Opportunity landed on Mars on Jan. 25, 2004, three weeks after its rover twin, Spirit. The robotic geologist almost immediately found evidence that water once flowed on the Martian surface in the backyard-size Eagle Crater. The rover met all its goals within the originally planned three-month mission. During the next four years, Opportunity successively explored larger and deeper craters, adding evidence about the planet's ancient wet environment.
In 2008, Opportunity's science team chose to send the rover toward an area of Endeavour crater's rim where the orbiting Mars Reconnaissance spacecraft detected traces of clay minerals. Clay minerals form under wet, non-acidic conditions that can be favorable for life. After a three-year journey across the treacherous Martian terrain, the rover reached the "Cape York" segment of Endeavour's rim in August 2011. This location has provided the rover access to geological deposits from an earlier period of Martian history than anything it has previously examined.

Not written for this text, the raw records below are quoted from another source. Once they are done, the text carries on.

// Copyright (c) 2025-2026 Adrian Robinson. Licensed under the AGPL-3.0.
// See LICENSE file in the project root for full license text.

//! Canonical entry data model.
//!
//! [`CanonicalEntry`] is the unit of record shared by every storage backend.
//! Event sources hand in a [`NewEntry`] (the raw entry attributes); the
//! backend validates it, stamps an id and bookkeeping timestamps, and
//! persists the result.
//!
//! # Example
//!
//! ```
//! use scope_recorder::{CanonicalEntry, EntryType, NewEntry};
//! use serde_json::json;
//!
//! let attrs = NewEntry::new(EntryType::Query)
//!     .with_batch_id("b-1")
//!     .with_payload(json!({"sql": "SELECT 1"}))
//!     .with_tags(["query", "select", "query"]);
//!
//! let entry = CanonicalEntry::from_new(attrs).unwrap();
//! assert_eq!(entry.entry_type, EntryType::Query);
//! assert_eq!(entry.tags, vec!["query", "select"]);
//! assert!(entry.visible_in_listing);
//! ```

use std::fmt;
use std::time::{SystemTime, UNIX_EPOCH};

use serde::{Deserialize, Serialize};
use serde_json::{Map, Value};

use crate::storage::traits::StorageError;

/// Current wall-clock time as epoch milliseconds.
pub fn now_millis() -> i64 {
    SystemTime::now()
        .duration_since(UNIX_EPOCH)
        .unwrap_or_default()
        .as_millis() as i64
}

/// Discriminates the payload shape of an entry.
///
/// Serialized as its lower-case wire name (`"job_perform"`, ...). Names the
/// recorder does not know are carried through as [`EntryType::Other`].
#[derive(Debug, Clone, PartialEq, Eq, Hash, Serialize, Deserialize)]
#[serde(into = "String", try_from = "String")]
pub enum EntryType {
    Request,
    Query,
    Exception,
    JobEnqueue,
    JobPerform,
    Command,
    Model,
    View,
    Other(String),
}

impl EntryType {
    pub fn as_str(&self) -> &str {
        match self {
            Self::Request => "request",
            Self::Query => "query",
            Self::Exception => "exception",
            Self::JobEnqueue => "job_enqueue",
            Self::JobPerform => "job_perform",
            Self::Command => "command",
            Self::Model => "model",
            Self::View => "view",
            Self::Other(name) => name,
        }
    }

    /// Parse a wire name. Blank names are rejected.
    pub fn parse(name: &str) -> Result<Self, StorageError> {
        let name = name.trim();
        if name.is_empty() {
            return Err(StorageError::Malformed("entry_type must not be blank".into()));
        }
        Ok(match name {
            "request" => Self::Request,
            "query" => Self::Query,
            "exception" => Self::Exception,
            "job_enqueue" => Self::JobEnqueue,
            "job_perform" => Self::JobPerform,
            "command" => Self::Command,
            "model" => Self::Model,
            "view" => Self::View,
            other => Self::Other(other.to_string()),
        })
    }
}

impl fmt::Display for EntryType {
    fn fmt(&self, f: &mut fmt::Formatter<'_>) -> fmt::Result {
        f.write_str(self.as_str())
    }
}

impl From<EntryType> for String {
    fn from(value: EntryType) -> Self {
        value.as_str().to_string()
    }
}

impl TryFrom<String> for EntryType {
    type Error = StorageError;

    fn try_from(value: String) -> Result<Self, Self::Error> {
        Self::parse(&value)
    }
}

impl TryFrom<&str> for EntryType {
    type Error = StorageError;

    fn try_from(value: &str) -> Result<Self, Self::Error> {
        Self::parse(value)
    }
}

fn default_visible() -> bool {
    true
}

/// Raw entry attributes supplied by an event source.
///
/// Everything is optional at this stage so that malformed input can be
/// rejected with a clear error instead of failing to deserialize. A write
/// requires a non-blank `entry_type` and an `occurred_at`.
#[derive(Debug, Clone, Serialize, Deserialize)]
pub struct NewEntry {
    /// Preassigned id; generated when absent or blank.
    #[serde(default)]
    pub id: Option<String>,
    #[serde(default)]
    pub batch_id: Option<String>,
    #[serde(default)]
    pub family_hash: Option<String>,
    #[serde(default)]
    pub entry_type: String,
    /// Already-redacted, type-specific fields.
    #[serde(default)]
    pub payload: Map<String, Value>,
    #[serde(default)]
    pub tags: Vec<String>,
    #[serde(default = "default_visible")]
    pub visible_in_listing: bool,
    /// Logical event time (epoch millis).
    #[serde(default)]
    pub occurred_at: Option<i64>,
}

impl Default for NewEntry {
    fn default() -> Self {
        Self {
            id: None,
            batch_id: None,
            family_hash: None,
            entry_type: String::new(),
            payload: Map::new(),
            tags: Vec::new(),
            visible_in_listing: true,
            occurred_at: None,
        }
    }
}

impl NewEntry {
    /// Attributes for an event of `entry_type` that occurred now.
    pub fn new(entry_type: EntryType) -> Self {
        Self {
            entry_type: entry_type.into(),
            occurred_at: Some(now_millis()),
            ..Default::default()
        }
    }

    #[must_use]
    pub fn with_id(mut self, id: impl Into<String>) -> Self {
        self.id = Some(id.into());
        self
    }

    #[must_use]
    pub fn with_batch_id(mut self, batch_id: impl Into<String>) -> Self {
        self.batch_id = Some(batch_id.into());
        self
    }

    #[must_use]
    pub fn with_family_hash(mut self, family_hash: Option<String>) -> Self {
        self.family_hash = family_hash;
        self
    }

    /// Replace the payload. Non-object values are wrapped as `{"value": v}`.
    #[must_use]
    pub fn with_payload(mut self, payload: Value) -> Self {
        self.payload = match payload {
            Value::Object(map) => map,
            Value::Null => Map::new(),
            other => {
                let mut map = Map::new();
                map.insert("value".to_string(), other);
                map
            }
        };
        self
    }

    #[must_use]
    pub fn with_tags<I, S>(mut self, tags: I) -> Self
    where
        I: IntoIterator<Item = S>,
        S: Into<String>,
    {
        self.tags.extend(tags.into_iter().map(Into::into));
        self
    }

    #[must_use]
    pub fn with_visibility(mut self, visible_in_listing: bool) -> Self {
        self.visible_in_listing = visible_in_listing;
        self
    }

    #[must_use]
    pub fn occurred_at(mut self, millis: i64) -> Self {
        self.occurred_at = Some(millis);
        self
    }
}

/// A recorded event as persisted by the storage layer.
#[derive(Debug, Clone, PartialEq, Serialize, Deserialize)]
pub struct CanonicalEntry {
    /// Public identifier (UUID v4 unless preassigned). Immutable.
    pub id: String,
    /// Groups all entries of one request/job/command.
    #[serde(default, skip_serializing_if = "Option::is_none")]
    pub batch_id: Option<String>,
    /// Groups recurrences of the same kind of event.
    #[serde(default, skip_serializing_if = "Option::is_none")]
    pub family_hash: Option<String>,
    pub entry_type: EntryType,
    #[serde(default)]
    pub payload: Map<String, Value>,
    #[serde(default)]
    pub tags: Vec<String>,
    #[serde(default = "default_visible")]
    pub visible_in_listing: bool,
    /// Epoch millis.
    pub occurred_at: i64,
    pub created_at: i64,
    pub updated_at: i64,
}

impl CanonicalEntry {
    /// Validate raw attributes and build the entry that will be stored.
    ///
    /// Rejects a blank `entry_type` or a missing `occurred_at` with
    /// [`StorageError::Malformed`]; nothing is persisted in that case.
    pub fn from_new(attrs: NewEntry) -> Result<Self, StorageError> {
        let entry_type = EntryType::parse(&attrs.entry_type)?;
        let occurred_at = attrs
            .occurred_at
            .ok_or_else(|| StorageError::Malformed("occurred_at is required".into()))?;

        let id = attrs
            .id
            .filter(|id| !id.trim().is_empty())
            .unwrap_or_else(|| uuid::Uuid::new_v4().to_string());

        let now = now_millis();
        Ok(Self {
            id,
            batch_id: attrs.batch_id.filter(|b| !b.is_empty()),
            family_hash: attrs.family_hash.filter(|f| !f.is_empty()),
            entry_type,
            payload: attrs.payload,
            tags: normalize_tags(attrs.tags),
            visible_in_listing: attrs.visible_in_listing,
            occurred_at,
            created_at: now,
            updated_at: now,
        })
    }

    pub fn has_tag(&self, tag: &str) -> bool {
        self.tags.iter().any(|t| t == tag)
    }

    /// Merge top-level payload keys from a later phase of the same operation.
    ///
    /// Only `payload` and `updated_at` change; identity and grouping fields
    /// are left untouched.
    pub fn merge_payload(&mut self, updates: &Map<String, Value>) {
        for (key, value) in updates {
            self.payload.insert(key.clone(), value.clone());
        }
        self.updated_at = now_millis().max(self.updated_at);
    }
}

/// De-duplicate tags, keeping first-seen order and dropping blanks.
pub fn normalize_tags<I, S>(tags: I) -> Vec<String>
where
    I: IntoIterator<Item = S>,
    S: Into<String>,
{
    let mut out: Vec<String> = Vec::new();
    for tag in tags {
        let tag = tag.into();
        let tag = tag.trim();
        if !tag.is_empty() && !out.iter().any(|t| t == tag) {
            out.push(tag.to_string());
        }
    }
    out
}

/// A deferred payload merge queued by the buffered backend.
#[derive(Debug, Clone, PartialEq, Serialize, Deserialize)]
pub struct PendingUpdate {
    pub batch_id: String,
    pub entry_type: EntryType,
    pub payload_updates: Map<String, Value>,
}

The rocks that Opportunity explored in the Cape York region appeared different from anything it had encountered in the past. They were a soft fine-grained, light-colored rock. However, the rover's analysis of the rocks revealed that they contained mostly volcanic basalt as well as the same mix of elements in the typical rocks that Opportunity had discovered before: sodium, potassium, chloride and magnesium.
Opportunity also discovered tiny spheres in an outcrop of rock it was examining. They were similar to the iron-rich spheres nicknamed "blueberries" the rover discovered years ago at its original landing site. These spheres, however, contain very little iron.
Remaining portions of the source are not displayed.